Une rencontre fortuite, de longues jambes bronzées, un sourire doux, un regard vert, une caresse sur la main, il ne lui en faut pas plus pour l'inciter à accourir au rendez-vous que lui a fixé à Piura, au cœur du Pérou, Anna. Le voilà bientôt pris en tenaille entre Carrillo, le représentant local de la Junte Militaire qui désire lui montrer les aménagements de la révolution agraire, entre les guérilleros menés par un certain Vasquez ou encore les Brigades de la mort.

Hempal, un journaliste, déguste même dans l'épaule une balle qui lui était destinée. Christa, la compagne d'Hempal lui en veut, ce qui ne l'empêche pas coucher avec lui. Rodriguez s'enfuit, aidé par Anna et passe la nuit avec elle dans un taudis, en tout bien tout honneur. Au petit matin la jeune femme a disparu et Rodriguez est invité par des soldats à les suivre. Carrillo lui propose de visiter une coopérative agricole afin de lui démontrer les avantages de la Réforme. Vasquez et ses hommes investissent la place. Carrillo est abandonné dans le désert et Rodriguez prié de se joindre à la petite troupe.

A la faveur d'un dérangement intestinal il fausse compagnie à ce beau monde. Il arrive à Catacaos, après avoir échappé aux recherches militaires, et se réfugie chez un prêtre dont il a fait la connaissance à bord de l'avion le menant de Lima à Piura. Hempal et Christa les rejoignent et Rodriguez apprend qu'il est recherché, accusé d'avoir tué Carrillo dont le corps a été découvert dans une rizière. Rodriguez et Christa trouvent asile dans un hameau, tandis que le prêtre et Hempal tombent entre les mains des soldats lancés à sa poursuite. Les bruits courent que Hempal serait mort. Rodriguez cherche à joindre Vasquez afin de passer en Equateur.

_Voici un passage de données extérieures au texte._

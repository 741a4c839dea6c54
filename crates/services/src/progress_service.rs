use std::sync::Arc;

use quest_core::ProgressionConfig;
use quest_core::model::Progress;
use storage::{ProgressRecord, ProgressRepository};

use crate::error::ProgressServiceError;

/// Owns the persistence side of the map's progress.
///
/// Loads are forgiving: anything short of a well-formed snapshot falls
/// back to the default state. Saves replace the whole snapshot.
#[derive(Clone)]
pub struct ProgressService {
    config: ProgressionConfig,
    repo: Arc<dyn ProgressRepository>,
}

impl ProgressService {
    #[must_use]
    pub fn new(config: ProgressionConfig, repo: Arc<dyn ProgressRepository>) -> Self {
        Self { config, repo }
    }

    #[must_use]
    pub fn config(&self) -> &ProgressionConfig {
        &self.config
    }

    /// Return the persisted progress, or the default state when nothing
    /// usable was stored.
    ///
    /// A missing snapshot, undecodable bytes, and a snapshot violating
    /// the progression invariants all land on the same path: a fresh
    /// default. The player never sees a storage error on load.
    pub async fn load_or_default(&self) -> Progress {
        match self.repo.load().await {
            Ok(Some(record)) => record
                .into_progress(&self.config)
                .unwrap_or_else(|_| Progress::new_default(&self.config)),
            Ok(None) | Err(_) => Progress::new_default(&self.config),
        }
    }

    /// Persist the full snapshot.
    ///
    /// # Errors
    ///
    /// Returns `ProgressServiceError::Storage` if the write fails.
    pub async fn save(&self, progress: &Progress) -> Result<(), ProgressServiceError> {
        let record = ProgressRecord::from_progress(progress);
        self.repo.save(&record).await?;
        Ok(())
    }
}

#[cfg(test)]
mod tests {
    use super::*;
    use storage::InMemoryRepository;

    fn service(repo: &InMemoryRepository) -> ProgressService {
        ProgressService::new(ProgressionConfig::default(), Arc::new(repo.clone()))
    }

    #[tokio::test]
    async fn empty_store_yields_default_state() {
        let repo = InMemoryRepository::new();
        let progress = service(&repo).load_or_default().await;

        assert_eq!(progress, Progress::new_default(&ProgressionConfig::default()));
    }

    #[tokio::test]
    async fn invalid_json_yields_same_state_as_empty_store() {
        let repo = InMemoryRepository::new();
        let from_empty = service(&repo).load_or_default().await;

        repo.set_raw("{\"nodes\": oops");
        let from_garbage = service(&repo).load_or_default().await;

        assert_eq!(from_garbage, from_empty);
    }

    #[tokio::test]
    async fn invariant_breaking_snapshot_is_discarded() {
        let repo = InMemoryRepository::new();
        // Valid JSON, but node 3 is unlocked without node 2 being done.
        repo.set_raw(
            r#"{"nodes":[
                {"index":0,"xp":0,"completed":false,"unlocked":true},
                {"index":1,"xp":0,"completed":false,"unlocked":false},
                {"index":2,"xp":0,"completed":false,"unlocked":false},
                {"index":3,"xp":0,"completed":false,"unlocked":true}
            ],"current_node":0}"#,
        );

        let svc = ProgressService::new(
            ProgressionConfig::new(4, 100, 25, 25),
            Arc::new(repo.clone()),
        );
        let progress = svc.load_or_default().await;
        assert_eq!(
            progress,
            Progress::new_default(&ProgressionConfig::new(4, 100, 25, 25))
        );
    }

    #[tokio::test]
    async fn save_then_load_round_trips() {
        let repo = InMemoryRepository::new();
        let svc = service(&repo);
        let config = ProgressionConfig::default();

        let mut progress = Progress::new_default(&config);
        for _ in 0..4 {
            progress.apply_correct_answer(0, &config);
        }
        progress.set_current(1);
        svc.save(&progress).await.unwrap();

        let first = svc.load_or_default().await;
        assert_eq!(first, progress);

        // Idempotent persistence: saving what we loaded changes nothing.
        svc.save(&first).await.unwrap();
        assert_eq!(svc.load_or_default().await, first);
    }
}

Les soldats approchent et les deux jeunes gens sont obligés de fuir à nouveau. Ils ont pour guides deux envoyés de Vasquez. Après de multiples avatars, dont la traversée d'un ancien cimetière pré-inca, le passage sur une passerelle de bois, la disparition de leurs guides, ils arrivent enfin dans le refuge de Vasquez et retrouvent Anna. La réputation de Rodriguez, en tant qu'envoyé de la CIA et meurtrier de Carrillo, les a précédés. Vasquez qui était le cousin de Carrillo semble en vouloir à Rodriguez et le retour au bercail des deux guides détend légèrement l'atmosphère.

 

Ce roman picaresque bourré d'humour et de références cinématographiques, d'ailleurs Rodriguez se fait son cinéma personnel, traite d'un sujet beaucoup plus grave qu'il y parait : la condition des paysans péruviens face à la Junte militaire en place. L'on pourra regretter une fin, en queue de poisson pour certains, ouverte pour d'autres, d'un roman dont le héros est le petit-fils d'un révolutionnaire zapatiste et d'un Russe trotskyste. L'on pourra regretter également l'abandon en cours de route de certains personnages, à moins qu'une suite soit prévue à ce roman. Mais on ne le saura pas ce roman étant le seul de Bill Albert à avoir été traduit en France.

Comme ils ne se supportaient pas, les deux hommes étaient inséparables.

Bill ALBERT: Et Rodriguez, alors ? (And what about Rodriguez ? - 1990. Traduction de Daniel Lemoine). Série Noire N°2281 Parution octobre 1991. 320 pages. 7,80€.